Arranca febrero con la Candelaria y San Blas. Los cirios, las candelas y demás luminarias alumbran el templo. Se dice que es la fiesta de la luz en el corazón de invierno. Su origen conmemora el cuadragésimo día del nacimiento de Jesús (dos de febrero), como cierre del período navideño. Esta advocación de la Virgen María, es de arranque canario, parece ser que fue este lugar donde tuvo su aparición, especialmente en Santa Cruz de Tenerife (Nuestra Sra. de la Candelaria). Es conocida popularmente como La Morenita, mientras que el quince de agosto lo es en toda Canarias. No falta los que ven en la liturgia cristiana de la Candelaria una apropiación de un rito pagano, cosa que no sería de extrañar. La procesión de las candelas formaba parte de la fiesta romana de las Lupercales. Cuenta la leyenda que en la tradición judía las madres tenían que esperar cuarenta días después del parto para purificarse, y hasta entonces no podían presentar el bebé ante las autoridades religiosas. Se cree que las velas bendecidas ese día tienen virtudes protectoras. Existe un refrán de antaño que dice: “El día de la Candelaria que llueva o no llueva, el invierno está fuera, y si llueve y hace viento, invierno dentro”.
Precede a la fiesta de San Blas, un santo del siglo III-IV, envuelto en las brumas de la leyenda. San Blas y San Roque, ambos milagreros, son dos de los santos más populares de los pueblos de España. A San Blas se le considera patrono de los enfermos de garganta (faringe) y delos otorrinolaringólogos. También es patrono de la República del Paraguay, de numerosas localidades españolas y de Dubrovnik (Croacia). En esta ciudad, su festividad es emblemática y casi milenaria (se remonta como mínimo al año 1190) y se incorporó en 2009 a la lista del patrimonio cultural inmaterial de la Humanidad por la UNESCO, llevó la vida de ermitaño en una cueva hasta que fue torturado y ejecutado en la época de la persecución religiosa del emperador Licinio, en el siglo III. Y San Roque, siempre con el perro al lado lamiéndole la herida de la pierna o con un pan en la boca, protector de epidemias desde su canonización en 1584 es patrón de numerosas poblaciones.

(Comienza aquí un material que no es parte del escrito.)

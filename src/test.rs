//! Model checking for the container: every action is applied to the real
//! [`Bag`] and to a plain shadow vector, and the two must agree on length,
//! printed form and every traversal order.

use rand::{rngs::StdRng, Rng};

use crate::{
    bag::Bag,
    view::{walk, Error},
};

const KINDS: u8 = 6;

#[derive(Clone, Debug)]
#[cfg_attr(feature = "arbitrary", derive(arbitrary::Arbitrary))]
pub enum Action {
    Add { value: i8 },
    Remove { value: i8 },
    Walk { kind: u8 },
}

pub fn apply(bag: &mut Bag<i8>, model: &mut Vec<i8>, action: &Action) {
    match action {
        Action::Add { value } => {
            bag.add(*value);
            model.push(*value);
        }
        Action::Remove { value } => {
            let expect_hit = model.contains(value);
            model.retain(|x| x != value);
            match bag.remove(value) {
                Ok(()) => assert!(expect_hit),
                Err(Error::NotFound) => assert!(!expect_hit),
                Err(other) => panic!("unexpected error from remove: {other}"),
            }
        }
        Action::Walk { kind } => check_walk(bag, model, *kind % KINDS),
    }

    assert_eq!(bag.len(), model.len());
    assert_eq!(bag.to_string(), format_model(model));
}

fn check_walk(bag: &Bag<i8>, model: &[i8], kind: u8) {
    let got = match kind {
        0 => walk(bag.begin_order(), &bag.end_order()),
        1 => walk(bag.begin_ascending(), &bag.end_ascending()),
        2 => walk(bag.begin_descending(), &bag.end_descending()),
        3 => walk(bag.begin_reverse(), &bag.end_reverse()),
        4 => walk(bag.begin_side_cross(), &bag.end_side_cross()),
        5 => walk(bag.begin_middle_out(), &bag.end_middle_out()),
        _ => unreachable!(),
    }
    .unwrap();

    let want = match kind {
        0 => model.to_vec(),
        1 => ascending(model),
        2 => descending(model),
        3 => {
            let mut v = model.to_vec();
            v.reverse();
            v
        }
        4 => side_cross(model),
        5 => middle_out(model),
        _ => unreachable!(),
    };

    if got != want {
        dbg!(model, kind);
        panic!("walk diverged from the model: got {got:?}, want {want:?}");
    }
}

fn format_model(model: &[i8]) -> String {
    let items: Vec<String> = model.iter().map(|x| x.to_string()).collect();
    format!("{{{}}}", items.join(", "))
}

fn ascending(model: &[i8]) -> Vec<i8> {
    let mut v = model.to_vec();
    v.sort();
    v
}

fn descending(model: &[i8]) -> Vec<i8> {
    let mut v = ascending(model);
    v.reverse();
    v
}

fn side_cross(model: &[i8]) -> Vec<i8> {
    let sorted = ascending(model);
    let mut out = Vec::with_capacity(sorted.len());
    let (mut lo, mut hi) = (0, sorted.len());
    while lo < hi {
        out.push(sorted[lo]);
        lo += 1;
        if lo < hi {
            hi -= 1;
            out.push(sorted[hi]);
        }
    }
    out
}

fn middle_out(model: &[i8]) -> Vec<i8> {
    let n = model.len();
    if n == 0 {
        return Vec::new();
    }

    let mut out = vec![model[n / 2]];
    let mut index = n / 2;
    let mut offset = 0;
    let mut leftward = true;
    loop {
        if leftward {
            if index <= offset {
                break;
            }
            offset += 1;
            index -= offset;
        } else {
            if index + offset >= n {
                break;
            }
            offset += 1;
            index += offset;
            // the step right of the last element is the terminal position
            if index >= n {
                break;
            }
        }
        leftward = !leftward;
        out.push(model[index]);
    }
    out
}

fn gen(rng: &mut impl Rng) -> Action {
    match rng.gen_range(0..4) {
        0 | 1 => Action::Add {
            value: rng.gen_range(-20..20),
        },
        2 => Action::Remove {
            value: rng.gen_range(-20..20),
        },
        3 => Action::Walk {
            kind: rng.gen_range(0..KINDS),
        },
        _ => unreachable!(),
    }
}

pub fn test(seed: u64, n_actions: usize) {
    let mut rng: StdRng = rand::SeedableRng::seed_from_u64(seed);
    let mut bag = Bag::new();
    let mut model = Vec::new();
    for _ in 0..n_actions {
        let action = gen(&mut rng);
        apply(&mut bag, &mut model, &action);
    }

    for kind in 0..KINDS {
        check_walk(&bag, &model, kind);
    }
}

pub fn test_with_actions(actions: &[Action]) {
    let mut bag = Bag::new();
    let mut model = Vec::new();
    for action in actions {
        apply(&mut bag, &mut model, action);
    }

    for kind in 0..KINDS {
        check_walk(&bag, &model, kind);
    }
}

#[cfg(test)]
mod model_test {
    use super::Action;

    #[test]
    fn run() {
        for seed in 0..100 {
            crate::test::test(seed, 1000);
        }
    }

    #[test]
    fn run_long() {
        crate::test::test(123, 10000);
    }

    #[test]
    fn replay_walk_after_removing_everything() {
        crate::test::test_with_actions(&[
            Action::Add { value: 3 },
            Action::Add { value: 3 },
            Action::Remove { value: 3 },
            Action::Walk { kind: 4 },
            Action::Walk { kind: 5 },
        ]);
    }

    use ctor::ctor;
    #[ctor]
    fn init_color_backtrace() {
        color_backtrace::install();
    }
}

Como anécdota, otra cosa es lo de las cigüeñas. De un tiempo a esta parte están dejando el Santo en mal lugar. Nada de que “por San Blas la cigüeña verás”. Esta cita quedó cancelada. Ya no se van y terminaré diciendo: El día de la Candelaria velas bendecirás por sus virtudes protectoras y por San Blas, para el mal de garganta, panecillos bendecidos tomarás”.